When my turn comes, I give Geoffrey the first offering. He his sticks tongue out and wraps it around the branch, tickling my fingers in the process. “His tongue is scratchy!” I tell the zoo employee. She is immune to this wonder, and she nods her head the way someone would if you just told them that ice was cold.

My mom, camera in hand, asks, “Are you going to get him a friend?” The male employee tells us that the zoo is currently raising money for a larger giraffe habitat that will accommodate multiple giraffes. He then informs us that in the wild giraffes do not travel in traditional herds. “They are always coming and going.” I read this fact on Wikipedia a few years earlier. Apparently, giraffe groups are in a constant state of evolution. Giraffes come and go every few hours and scientists define their community as “a collection of individuals moving in the same direction.” I love that phrase. It makes me want to leap in circles.

“Do the other giraffes get mad when one leaves?” I ask. The female zoo employee looks at me with a face of sheer boredom. She’s probably going to make fun of me on Twitter later. The male employee shrugs, “They are probably used to it.” I look at Geoffrey. Does the decision to leave come with weeks of emotional turmoil and guilt? Do the giraffes who choose to stay abruptly cut off communication with the deserter because forgetting that someone existed is easier than missing them? Does the departing giraffe spends the entire journey from point A to point B thinking about going back to his friends. Geoffrey doesn’t provide an answer to any of these questions. Instead, he sticks his tongue out and takes a branch this time sticking around to pose for a picture.

****

One quiet morning I am sitting in my bed holding a copy of the entire The Chronicles of Narnia. I’m supposed to be packing because I'm preparing for a move of my own, but I am begging C.S Lewis, (Uncle Clive, as I like to call him) to give me a reason to stay nestled in the comforts of where I am. "He'll be coming and going," I read about Aslan. "One day you'll see him and another you won't. He doesn't like being tied down—and of course he has other countries to attend to. It's quite all right.”

I’ve always seen Aslan as a character who arrives, but this is the first time I've realized that he is also someone who leaves. It has never occurred to me that Aslan spent most of the books traveling, arriving, and walking away. Moreover, while the characters who knew and loved him missed him, they didn’t hate him for leaving because they recognized that where he was going was somewhere he needed to be.
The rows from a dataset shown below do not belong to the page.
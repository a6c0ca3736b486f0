//! Price deduplication and per-day metrics
//!
//! In-memory engine for the last-writer-wins resolution over the append-only
//! landing log. Semantics are identical to the store-side `clean_prices`
//! view: per (ticker, trade_date) the row with the maximum
//! (ingested_at, ingest_seq) survives, then rows with a null trade_date or
//! non-positive close are discarded and daily metrics are derived.

use crate::db::models::{CleanPriceRecord, RawPriceRecord};
use chrono::NaiveDate;
use rayon::prelude::*;
use std::collections::hash_map::{DefaultHasher, Entry};
use std::collections::HashMap;
use std::hash::{Hash, Hasher};

/// Round to two decimal places, half away from zero.
fn round2(value: f64) -> f64 {
    (value * 100.0).round() / 100.0
}

/// Close-over-open percentage move. None when open is zero: the metric is
/// undefined and the policy is to emit null, never to divide.
pub fn daily_change_pct(open: f64, close: f64) -> Option<f64> {
    if open == 0.0 {
        None
    } else {
        Some(round2((close - open) / open * 100.0))
    }
}

/// Intraday high-low spread.
pub fn daily_range(high: f64, low: f64) -> f64 {
    round2(high - low)
}

/// Collapse raw landing rows into at most one clean record per
/// (ticker, trade_date).
///
/// Rows are partitioned by ticker hash and each partition is resolved
/// independently on the rayon pool; a dedup key never spans partitions, so
/// concatenating the partition outputs preserves the uniqueness invariant.
/// Output order is unspecified.
pub fn resolve(rows: Vec<RawPriceRecord>) -> Vec<CleanPriceRecord> {
    let partition_count = rayon::current_num_threads().max(1);
    let mut partitions: Vec<Vec<RawPriceRecord>> = (0..partition_count).map(|_| Vec::new()).collect();

    for row in rows {
        let index = (ticker_hash(&row.ticker) as usize) % partition_count;
        partitions[index].push(row);
    }

    partitions
        .into_par_iter()
        .flat_map_iter(resolve_partition)
        .collect()
}

fn ticker_hash(ticker: &str) -> u64 {
    let mut hasher = DefaultHasher::new();
    ticker.hash(&mut hasher);
    hasher.finish()
}

/// Streaming group-by over one partition: a single pass tracking the
/// newest row per key, so memory scales with distinct keys rather than
/// raw row count.
fn resolve_partition(rows: Vec<RawPriceRecord>) -> Vec<CleanPriceRecord> {
    let mut newest: HashMap<(String, Option<NaiveDate>), RawPriceRecord> = HashMap::new();

    for row in rows {
        match newest.entry((row.ticker.clone(), row.trade_date)) {
            Entry::Occupied(mut slot) => {
                let held = slot.get();
                // ingest_seq breaks ingested_at ties deterministically:
                // the later-landed row wins.
                if (row.ingested_at, row.ingest_seq) > (held.ingested_at, held.ingest_seq) {
                    slot.insert(row);
                }
            }
            Entry::Vacant(slot) => {
                slot.insert(row);
            }
        }
    }

    newest.into_values().filter_map(into_clean).collect()
}

/// Apply the clean invariants to a selected row and derive metrics.
/// Violating rows are excluded, not corrected.
fn into_clean(row: RawPriceRecord) -> Option<CleanPriceRecord> {
    let trade_date = row.trade_date?;
    if row.close <= 0.0 {
        return None;
    }

    Some(CleanPriceRecord {
        daily_change_pct: daily_change_pct(row.open, row.close),
        daily_range: daily_range(row.high, row.low),
        ticker: row.ticker,
        trade_date,
        open: row.open,
        high: row.high,
        low: row.low,
        close: row.close,
        volume: row.volume,
        ingested_at: row.ingested_at,
    })
}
I have moved at least eleven times in 27 years. I don’t have to wonder for very long what would possess a giraffe, a lion, or a person to leave familiar surroundings and communities to wander to somewhere new. When I moved to Philadelphia, I wanted it to be my forever home. I wanted this to be the place where I planted roots that would grow deep and wide. But I am not a tree, and physical roots do not come to me naturally no matter how much I want them to. Today, however, I don't feel so convicted. I think about the way Aslan does what he needs to and quietly slips away, and the giraffe who wakes up one morning and decides to turn left instead of staying with the group. I think it is time for me to go and I think it might be all right. I think it is quite all right.